Print all of the data exactly as written.

=======

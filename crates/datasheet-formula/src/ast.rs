//! Formula Abstract Syntax Tree types

/// An expression node and the byte offset of the token that starts it
#[derive(Debug, Clone, PartialEq)]
pub struct Expr {
    pub kind: ExprKind,
    pub offset: usize,
    height: usize,
    nesting: usize,
}

impl Expr {
    pub fn new(kind: ExprKind, offset: usize) -> Self {
        let (height, nesting) = match &kind {
            ExprKind::Literal(_) | ExprKind::FieldRef(_) => (1, 1),
            ExprKind::Unary { operand, .. } => (operand.height + 1, operand.nesting + 1),
            ExprKind::Binary { left, right, .. } => {
                let height = left.height.max(right.height) + 1;
                // A left operand that is itself binary continues the same chain
                let nesting = match left.kind {
                    ExprKind::Binary { .. } => left.nesting.max(right.nesting + 1),
                    _ => left.nesting.max(right.nesting) + 1,
                };
                (height, nesting)
            }
            ExprKind::Call { args, .. } => (
                args.iter().map(|a| a.height).max().unwrap_or(0) + 1,
                args.iter().map(|a| a.nesting).max().unwrap_or(0) + 1,
            ),
        };
        Self {
            kind,
            offset,
            height,
            nesting,
        }
    }

    /// Visit every field reference in source order
    pub fn visit_field_refs<'e, F: FnMut(&'e FieldRef, usize)>(&'e self, f: &mut F) {
        match &self.kind {
            ExprKind::Literal(_) => {}
            ExprKind::FieldRef(r) => f(r, self.offset),
            ExprKind::Unary { operand, .. } => operand.visit_field_refs(f),
            ExprKind::Binary { left, right, .. } => {
                left.visit_field_refs(f);
                right.visit_field_refs(f);
            }
            ExprKind::Call { args, .. } => {
                for arg in args {
                    arg.visit_field_refs(f);
                }
            }
        }
    }

    /// Height of the tree
    pub fn height(&self) -> usize {
        self.height
    }

    /// Evaluation nesting: like [`Expr::height`], except that a run of binary
    /// operators folded left to right (`a + b - c`) counts as one level.
    pub fn nesting(&self) -> usize {
        self.nesting
    }
}

/// Formula expression variants
#[derive(Debug, Clone, PartialEq)]
pub enum ExprKind {
    // === Literals ===
    Literal(Literal),

    // === References ===
    FieldRef(FieldRef),

    // === Operators ===
    Unary {
        op: UnaryOperator,
        operand: Box<Expr>,
    },
    Binary {
        op: BinaryOperator,
        left: Box<Expr>,
        right: Box<Expr>,
    },

    // === Function call ===
    /// Name is stored uppercase
    Call { name: String, args: Vec<Expr> },
}

/// Literal values
#[derive(Debug, Clone, PartialEq)]
pub enum Literal {
    Number(f64),
    String(String),
    Boolean(bool),
}

/// A reference to a field by name or id
#[derive(Debug, Clone, PartialEq, Eq)]
pub struct FieldRef {
    /// Reference text with escapes removed
    pub text: String,
    /// Written as `{...}` rather than a bare identifier
    pub braced: bool,
}

/// Binary operators
#[derive(Debug, Clone, Copy, PartialEq, Eq)]
pub enum BinaryOperator {
    // Arithmetic
    Add,
    Subtract,
    Multiply,
    Divide,
    Modulo,
    Power,

    // Text
    Concat,

    // Comparison
    Equal,
    NotEqual,
    LessThan,
    LessEqual,
    GreaterThan,
    GreaterEqual,

    // Logical
    And,
    Or,
}

impl BinaryOperator {
    pub fn symbol(&self) -> &'static str {
        match self {
            BinaryOperator::Add => "+",
            BinaryOperator::Subtract => "-",
            BinaryOperator::Multiply => "*",
            BinaryOperator::Divide => "/",
            BinaryOperator::Modulo => "%",
            BinaryOperator::Power => "^",
            BinaryOperator::Concat => "&",
            BinaryOperator::Equal => "=",
            BinaryOperator::NotEqual => "<>",
            BinaryOperator::LessThan => "<",
            BinaryOperator::LessEqual => "<=",
            BinaryOperator::GreaterThan => ">",
            BinaryOperator::GreaterEqual => ">=",
            BinaryOperator::And => "&&",
            BinaryOperator::Or => "||",
        }
    }
}

/// Unary operators
#[derive(Debug, Clone, Copy, PartialEq, Eq)]
pub enum UnaryOperator {
    Negate,
    Not,
}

=======

* **Exercise output**
filename crates/datasheet-formula/src/ast.rs
//! Formula Abstract Syntax Tree types

/// An expression node and the byte offset of the token that starts it
#[derive(Debug, Clone, PartialEq)]
pub struct Expr {
    pub kind: ExprKind,
    pub offset: usize,
    height: usize,
    nesting: usize,
}

impl Expr {
    pub fn new(kind: ExprKind, offset: usize) -> Self {
        let (height, nesting) = match &kind {
            ExprKind::Literal(_) | ExprKind::FieldRef(_) => (1, 1),
            ExprKind::Unary { operand, .. } => (operand.height + 1, operand.nesting + 1),
            ExprKind::Binary { left, right, .. } => {
                let height = left.height.max(right.height) + 1;
                // A left operand that is itself binary continues the same chain
                let nesting = match left.kind {
                    ExprKind::Binary { .. } => left.nesting.max(right.nesting + 1),
                    _ => left.nesting.max(right.nesting) + 1,
                };
                (height, nesting)
            }
            ExprKind::Call { args, .. } => (
                args.iter().map(|a| a.height).max().unwrap_or(0) + 1,
                args.iter().map(|a| a.nesting).max().unwrap_or(0) + 1,
            ),
        };
        Self {
            kind,
            offset,
            height,
            nesting,
        }
    }

    /// Visit every field reference in source order
    pub fn visit_field_refs<'e, F: FnMut(&'e FieldRef, usize)>(&'e self, f: &mut F) {
        match &self.kind {
            ExprKind::Literal(_) => {}
            ExprKind::FieldRef(r) => f(r, self.offset),
            ExprKind::Unary { operand, .. } => operand.visit_field_refs(f),
            ExprKind::Binary { left, right, .. } => {
                left.visit_field_refs(f);
                right.visit_field_refs(f);
            }
            ExprKind::Call { args, .. } => {
                for arg in args {
                    arg.visit_field_refs(f);
                }
            }
        }
    }

    /// Height of the tree
    pub fn height(&self) -> usize {
        self.height
    }

    /// Evaluation nesting: like [`Expr::height`], except that a run of binary
    /// operators folded left to right (`a + b - c`) counts as one level.
    pub fn nesting(&self) -> usize {
        self.nesting
    }
}

/// Formula expression variants
#[derive(Debug, Clone, PartialEq)]
pub enum ExprKind {
    // === Literals ===
    Literal(Literal),

    // === References ===
    FieldRef(FieldRef),

    // === Operators ===
    Unary {
        op: UnaryOperator,
        operand: Box<Expr>,
    },
    Binary {
        op: BinaryOperator,
        left: Box<Expr>,
        right: Box<Expr>,
    },

    // === Function call ===
    /// Name is stored uppercase
    Call { name: String, args: Vec<Expr> },
}

/// Literal values
#[derive(Debug, Clone, PartialEq)]
pub enum Literal {
    Number(f64),
    String(String),
    Boolean(bool),
}

/// A reference to a field by name or id
#[derive(Debug, Clone, PartialEq, Eq)]
pub struct FieldRef {
    /// Reference text with escapes removed
    pub text: String,
    /// Written as `{...}` rather than a bare identifier
    pub braced: bool,
}

/// Binary operators
#[derive(Debug, Clone, Copy, PartialEq, Eq)]
pub enum BinaryOperator {
    // Arithmetic
    Add,
    Subtract,
    Multiply,
    Divide,
    Modulo,
    Power,

    // Text
    Concat,

    // Comparison
    Equal,
    NotEqual,
    LessThan,
    LessEqual,
    GreaterThan,
    GreaterEqual,

    // Logical
    And,
    Or,
}

impl BinaryOperator {
    pub fn symbol(&self) -> &'static str {
        match self {
            BinaryOperator::Add => "+",
            BinaryOperator::Subtract => "-",
            BinaryOperator::Multiply => "*",
            BinaryOperator::Divide => "/",
            BinaryOperator::Modulo => "%",
            BinaryOperator::Power => "^",
            BinaryOperator::Concat => "&",
            BinaryOperator::Equal => "=",
            BinaryOperator::NotEqual => "<>",
            BinaryOperator::LessThan => "<",
            BinaryOperator::LessEqual => "<=",
            BinaryOperator::GreaterThan => ">",
            BinaryOperator::GreaterEqual => ">=",
            BinaryOperator::And => "&&",
            BinaryOperator::Or => "||",
        }
    }
}

/// Unary operators
#[derive(Debug, Clone, Copy, PartialEq, Eq)]
pub enum UnaryOperator {
    Negate,
    Not,
}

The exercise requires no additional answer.